(Data provided Opens)
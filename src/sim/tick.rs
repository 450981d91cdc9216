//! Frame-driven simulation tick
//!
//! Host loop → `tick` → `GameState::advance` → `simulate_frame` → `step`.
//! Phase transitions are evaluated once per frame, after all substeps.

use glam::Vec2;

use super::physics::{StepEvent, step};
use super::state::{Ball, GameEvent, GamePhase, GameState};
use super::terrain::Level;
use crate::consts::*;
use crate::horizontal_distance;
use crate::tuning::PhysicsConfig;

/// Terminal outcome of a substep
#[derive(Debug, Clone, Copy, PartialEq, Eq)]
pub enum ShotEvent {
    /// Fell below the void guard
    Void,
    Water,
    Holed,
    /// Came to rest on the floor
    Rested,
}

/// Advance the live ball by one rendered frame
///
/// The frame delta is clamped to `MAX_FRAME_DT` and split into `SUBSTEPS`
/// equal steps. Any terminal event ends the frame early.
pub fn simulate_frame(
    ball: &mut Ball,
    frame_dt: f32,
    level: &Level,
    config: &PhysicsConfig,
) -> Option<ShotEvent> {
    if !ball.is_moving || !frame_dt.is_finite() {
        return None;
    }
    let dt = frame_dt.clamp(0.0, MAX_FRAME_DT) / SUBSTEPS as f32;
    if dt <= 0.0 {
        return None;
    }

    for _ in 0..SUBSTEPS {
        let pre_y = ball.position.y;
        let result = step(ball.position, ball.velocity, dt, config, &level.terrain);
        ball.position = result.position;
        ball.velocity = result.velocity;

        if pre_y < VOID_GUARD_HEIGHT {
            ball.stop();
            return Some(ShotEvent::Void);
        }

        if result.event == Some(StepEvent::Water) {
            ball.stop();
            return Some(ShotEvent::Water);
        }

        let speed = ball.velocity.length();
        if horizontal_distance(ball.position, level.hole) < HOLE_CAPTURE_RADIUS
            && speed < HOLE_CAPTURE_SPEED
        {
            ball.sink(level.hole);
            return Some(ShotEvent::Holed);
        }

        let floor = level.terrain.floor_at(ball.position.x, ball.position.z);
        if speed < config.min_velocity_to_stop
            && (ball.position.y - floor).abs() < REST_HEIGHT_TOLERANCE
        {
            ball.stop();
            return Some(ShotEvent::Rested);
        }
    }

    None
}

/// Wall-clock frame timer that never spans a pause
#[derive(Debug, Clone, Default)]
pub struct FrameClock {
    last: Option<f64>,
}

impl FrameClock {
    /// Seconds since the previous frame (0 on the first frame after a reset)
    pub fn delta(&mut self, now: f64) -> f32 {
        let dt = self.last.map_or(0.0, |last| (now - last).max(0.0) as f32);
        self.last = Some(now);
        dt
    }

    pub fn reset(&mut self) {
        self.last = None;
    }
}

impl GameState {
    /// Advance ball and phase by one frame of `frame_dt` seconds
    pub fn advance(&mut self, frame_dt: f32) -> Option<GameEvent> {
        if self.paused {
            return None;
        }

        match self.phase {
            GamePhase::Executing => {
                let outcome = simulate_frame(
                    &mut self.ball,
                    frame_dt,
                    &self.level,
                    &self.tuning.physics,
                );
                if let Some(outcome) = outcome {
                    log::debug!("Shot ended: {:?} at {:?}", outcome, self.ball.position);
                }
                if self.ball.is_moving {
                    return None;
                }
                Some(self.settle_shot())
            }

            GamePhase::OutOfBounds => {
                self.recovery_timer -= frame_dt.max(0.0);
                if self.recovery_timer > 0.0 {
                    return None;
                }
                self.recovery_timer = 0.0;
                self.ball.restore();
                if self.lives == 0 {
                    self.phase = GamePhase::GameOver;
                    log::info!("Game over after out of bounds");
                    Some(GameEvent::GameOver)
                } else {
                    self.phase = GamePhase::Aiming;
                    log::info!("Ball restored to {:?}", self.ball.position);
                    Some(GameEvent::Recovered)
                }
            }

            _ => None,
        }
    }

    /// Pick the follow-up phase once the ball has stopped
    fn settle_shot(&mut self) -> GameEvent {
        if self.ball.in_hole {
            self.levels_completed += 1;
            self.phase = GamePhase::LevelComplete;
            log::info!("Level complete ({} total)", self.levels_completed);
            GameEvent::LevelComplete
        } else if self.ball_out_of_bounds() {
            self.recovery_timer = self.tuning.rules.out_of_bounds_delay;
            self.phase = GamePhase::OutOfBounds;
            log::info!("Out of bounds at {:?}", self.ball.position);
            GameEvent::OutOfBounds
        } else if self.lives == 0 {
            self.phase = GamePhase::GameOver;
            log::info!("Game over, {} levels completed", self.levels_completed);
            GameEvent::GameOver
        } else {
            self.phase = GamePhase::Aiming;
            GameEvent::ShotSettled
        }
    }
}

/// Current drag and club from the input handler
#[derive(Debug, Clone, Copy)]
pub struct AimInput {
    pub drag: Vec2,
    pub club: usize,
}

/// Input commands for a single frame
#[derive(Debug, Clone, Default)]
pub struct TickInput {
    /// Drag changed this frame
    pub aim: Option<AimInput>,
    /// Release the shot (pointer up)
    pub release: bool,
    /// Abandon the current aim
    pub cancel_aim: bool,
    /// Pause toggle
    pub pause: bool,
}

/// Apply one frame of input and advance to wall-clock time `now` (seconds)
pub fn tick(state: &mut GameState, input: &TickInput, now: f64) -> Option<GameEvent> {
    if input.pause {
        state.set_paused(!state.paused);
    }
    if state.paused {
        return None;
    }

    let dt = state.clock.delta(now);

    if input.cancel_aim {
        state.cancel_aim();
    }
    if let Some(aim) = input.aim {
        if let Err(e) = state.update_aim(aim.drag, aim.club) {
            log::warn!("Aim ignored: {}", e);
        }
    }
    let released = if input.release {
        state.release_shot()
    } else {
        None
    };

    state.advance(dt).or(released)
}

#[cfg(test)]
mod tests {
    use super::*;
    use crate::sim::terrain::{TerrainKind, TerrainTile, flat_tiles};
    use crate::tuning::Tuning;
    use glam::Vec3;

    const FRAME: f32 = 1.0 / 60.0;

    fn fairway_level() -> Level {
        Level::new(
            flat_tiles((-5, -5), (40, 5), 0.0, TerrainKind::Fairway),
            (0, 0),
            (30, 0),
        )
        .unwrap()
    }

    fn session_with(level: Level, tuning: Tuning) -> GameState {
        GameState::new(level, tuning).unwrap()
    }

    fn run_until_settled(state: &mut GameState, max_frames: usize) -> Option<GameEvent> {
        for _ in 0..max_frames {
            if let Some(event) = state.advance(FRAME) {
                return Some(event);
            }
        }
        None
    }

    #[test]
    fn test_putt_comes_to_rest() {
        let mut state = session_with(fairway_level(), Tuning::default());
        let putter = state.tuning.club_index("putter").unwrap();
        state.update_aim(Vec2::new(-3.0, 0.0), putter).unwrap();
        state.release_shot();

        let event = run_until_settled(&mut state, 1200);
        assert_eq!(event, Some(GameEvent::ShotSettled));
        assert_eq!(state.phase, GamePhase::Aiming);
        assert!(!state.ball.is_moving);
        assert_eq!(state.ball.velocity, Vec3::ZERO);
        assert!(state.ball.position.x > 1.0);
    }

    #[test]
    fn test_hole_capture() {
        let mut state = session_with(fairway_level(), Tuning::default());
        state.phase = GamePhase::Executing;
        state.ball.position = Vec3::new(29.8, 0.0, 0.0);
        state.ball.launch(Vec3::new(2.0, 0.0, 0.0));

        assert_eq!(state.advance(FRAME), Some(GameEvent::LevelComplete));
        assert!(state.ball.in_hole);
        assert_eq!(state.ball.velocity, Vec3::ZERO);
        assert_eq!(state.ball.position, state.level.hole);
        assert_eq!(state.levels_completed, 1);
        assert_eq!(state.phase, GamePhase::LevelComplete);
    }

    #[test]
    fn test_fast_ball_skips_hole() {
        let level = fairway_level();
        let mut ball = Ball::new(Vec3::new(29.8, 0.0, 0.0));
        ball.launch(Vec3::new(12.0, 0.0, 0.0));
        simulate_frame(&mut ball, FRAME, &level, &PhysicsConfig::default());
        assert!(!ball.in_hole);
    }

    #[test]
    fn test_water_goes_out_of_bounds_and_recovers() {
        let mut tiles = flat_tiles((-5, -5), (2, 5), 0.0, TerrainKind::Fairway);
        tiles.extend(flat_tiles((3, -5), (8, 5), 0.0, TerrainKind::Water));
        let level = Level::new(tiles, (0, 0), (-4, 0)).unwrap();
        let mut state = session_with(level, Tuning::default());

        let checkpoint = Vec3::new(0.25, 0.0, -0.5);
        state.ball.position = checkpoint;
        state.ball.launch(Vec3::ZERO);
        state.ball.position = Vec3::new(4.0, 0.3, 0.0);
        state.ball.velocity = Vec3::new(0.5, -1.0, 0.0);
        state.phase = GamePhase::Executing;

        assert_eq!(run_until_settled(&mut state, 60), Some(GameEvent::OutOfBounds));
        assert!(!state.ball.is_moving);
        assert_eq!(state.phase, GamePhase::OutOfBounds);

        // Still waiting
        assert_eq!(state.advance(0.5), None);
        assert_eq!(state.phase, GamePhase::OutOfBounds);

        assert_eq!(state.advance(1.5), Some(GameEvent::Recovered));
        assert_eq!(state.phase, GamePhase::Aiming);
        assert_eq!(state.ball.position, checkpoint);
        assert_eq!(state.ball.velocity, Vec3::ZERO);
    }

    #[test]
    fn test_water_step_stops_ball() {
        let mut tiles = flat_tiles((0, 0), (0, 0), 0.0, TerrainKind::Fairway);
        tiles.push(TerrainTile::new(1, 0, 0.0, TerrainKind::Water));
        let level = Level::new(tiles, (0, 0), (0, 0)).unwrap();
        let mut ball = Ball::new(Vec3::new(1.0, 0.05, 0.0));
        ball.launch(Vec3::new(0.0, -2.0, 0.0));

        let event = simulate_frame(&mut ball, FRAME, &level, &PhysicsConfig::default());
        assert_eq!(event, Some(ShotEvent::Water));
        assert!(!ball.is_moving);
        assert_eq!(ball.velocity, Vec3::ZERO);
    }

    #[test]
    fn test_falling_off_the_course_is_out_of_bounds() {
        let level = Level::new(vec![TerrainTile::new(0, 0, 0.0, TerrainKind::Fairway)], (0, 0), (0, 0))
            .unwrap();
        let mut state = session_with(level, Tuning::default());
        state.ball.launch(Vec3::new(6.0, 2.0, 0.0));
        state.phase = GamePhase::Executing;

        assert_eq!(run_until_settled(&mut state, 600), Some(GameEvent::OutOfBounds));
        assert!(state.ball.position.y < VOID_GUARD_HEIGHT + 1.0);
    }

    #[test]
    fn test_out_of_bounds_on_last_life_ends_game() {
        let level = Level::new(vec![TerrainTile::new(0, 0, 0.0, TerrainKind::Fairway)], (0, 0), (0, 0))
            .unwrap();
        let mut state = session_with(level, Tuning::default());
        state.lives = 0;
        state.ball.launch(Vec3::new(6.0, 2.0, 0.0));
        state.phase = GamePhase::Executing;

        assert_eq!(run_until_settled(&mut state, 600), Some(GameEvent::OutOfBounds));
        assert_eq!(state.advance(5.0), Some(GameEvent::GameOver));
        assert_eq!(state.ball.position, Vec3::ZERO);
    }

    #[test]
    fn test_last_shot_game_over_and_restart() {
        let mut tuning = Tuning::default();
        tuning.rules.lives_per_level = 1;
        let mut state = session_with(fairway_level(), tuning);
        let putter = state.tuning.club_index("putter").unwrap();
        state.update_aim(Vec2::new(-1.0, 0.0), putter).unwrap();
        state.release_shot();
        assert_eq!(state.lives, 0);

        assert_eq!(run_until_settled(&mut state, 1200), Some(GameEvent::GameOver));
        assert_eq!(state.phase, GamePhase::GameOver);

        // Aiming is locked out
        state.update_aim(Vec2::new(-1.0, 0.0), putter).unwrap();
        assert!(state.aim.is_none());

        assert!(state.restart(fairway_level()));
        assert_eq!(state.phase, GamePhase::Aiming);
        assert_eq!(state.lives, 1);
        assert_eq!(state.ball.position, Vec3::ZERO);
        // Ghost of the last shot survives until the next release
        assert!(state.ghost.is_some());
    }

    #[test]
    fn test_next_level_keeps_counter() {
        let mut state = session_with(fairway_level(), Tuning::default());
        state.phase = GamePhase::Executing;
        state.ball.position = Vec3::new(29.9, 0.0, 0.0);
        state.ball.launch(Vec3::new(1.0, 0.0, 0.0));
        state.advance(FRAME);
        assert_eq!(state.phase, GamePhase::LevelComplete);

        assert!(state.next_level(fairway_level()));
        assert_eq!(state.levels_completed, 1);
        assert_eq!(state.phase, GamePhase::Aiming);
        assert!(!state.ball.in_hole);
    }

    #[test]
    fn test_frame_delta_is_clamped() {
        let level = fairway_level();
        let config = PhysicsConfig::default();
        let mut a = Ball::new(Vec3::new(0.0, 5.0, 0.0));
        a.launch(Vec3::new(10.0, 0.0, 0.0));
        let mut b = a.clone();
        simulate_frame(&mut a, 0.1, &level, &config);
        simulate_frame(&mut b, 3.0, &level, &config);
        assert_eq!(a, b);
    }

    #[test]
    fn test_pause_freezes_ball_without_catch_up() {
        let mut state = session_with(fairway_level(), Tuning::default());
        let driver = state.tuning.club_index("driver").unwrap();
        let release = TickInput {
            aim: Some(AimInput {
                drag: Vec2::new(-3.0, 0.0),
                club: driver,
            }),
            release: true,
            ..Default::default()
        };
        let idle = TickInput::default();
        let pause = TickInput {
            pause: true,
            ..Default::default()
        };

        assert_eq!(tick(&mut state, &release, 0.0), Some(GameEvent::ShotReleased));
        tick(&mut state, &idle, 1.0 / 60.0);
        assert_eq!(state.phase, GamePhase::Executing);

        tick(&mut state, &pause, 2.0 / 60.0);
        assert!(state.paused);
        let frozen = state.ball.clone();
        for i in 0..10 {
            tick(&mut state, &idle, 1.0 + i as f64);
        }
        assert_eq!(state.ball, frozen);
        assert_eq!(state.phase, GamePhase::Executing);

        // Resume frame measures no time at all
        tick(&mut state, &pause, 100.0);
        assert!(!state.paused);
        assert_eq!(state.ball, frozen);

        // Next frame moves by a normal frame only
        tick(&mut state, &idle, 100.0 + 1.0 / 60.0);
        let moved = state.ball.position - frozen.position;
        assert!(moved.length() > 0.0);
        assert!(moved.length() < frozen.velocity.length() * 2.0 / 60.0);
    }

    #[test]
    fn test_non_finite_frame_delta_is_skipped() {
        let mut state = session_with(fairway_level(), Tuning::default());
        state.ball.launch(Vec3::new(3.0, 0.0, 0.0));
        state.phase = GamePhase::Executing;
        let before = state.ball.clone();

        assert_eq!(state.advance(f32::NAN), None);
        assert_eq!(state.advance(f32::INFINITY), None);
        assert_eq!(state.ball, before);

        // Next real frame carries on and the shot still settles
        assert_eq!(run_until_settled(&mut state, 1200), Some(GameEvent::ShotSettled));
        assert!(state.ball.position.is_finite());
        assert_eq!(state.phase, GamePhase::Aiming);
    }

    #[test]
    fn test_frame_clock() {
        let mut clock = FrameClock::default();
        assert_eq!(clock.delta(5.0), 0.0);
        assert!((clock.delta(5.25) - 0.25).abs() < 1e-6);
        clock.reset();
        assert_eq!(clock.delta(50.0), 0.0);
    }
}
(Data provided Closes)
Look through the data above for the word "ShotSettled". Report each line where it occurs.

Solved problem –
            GameEvent::ShotSettled
        assert_eq!(event, Some(GameEvent::ShotSettled));
        assert_eq!(run_until_settled(&mut state, 1200), Some(GameEvent::ShotSettled));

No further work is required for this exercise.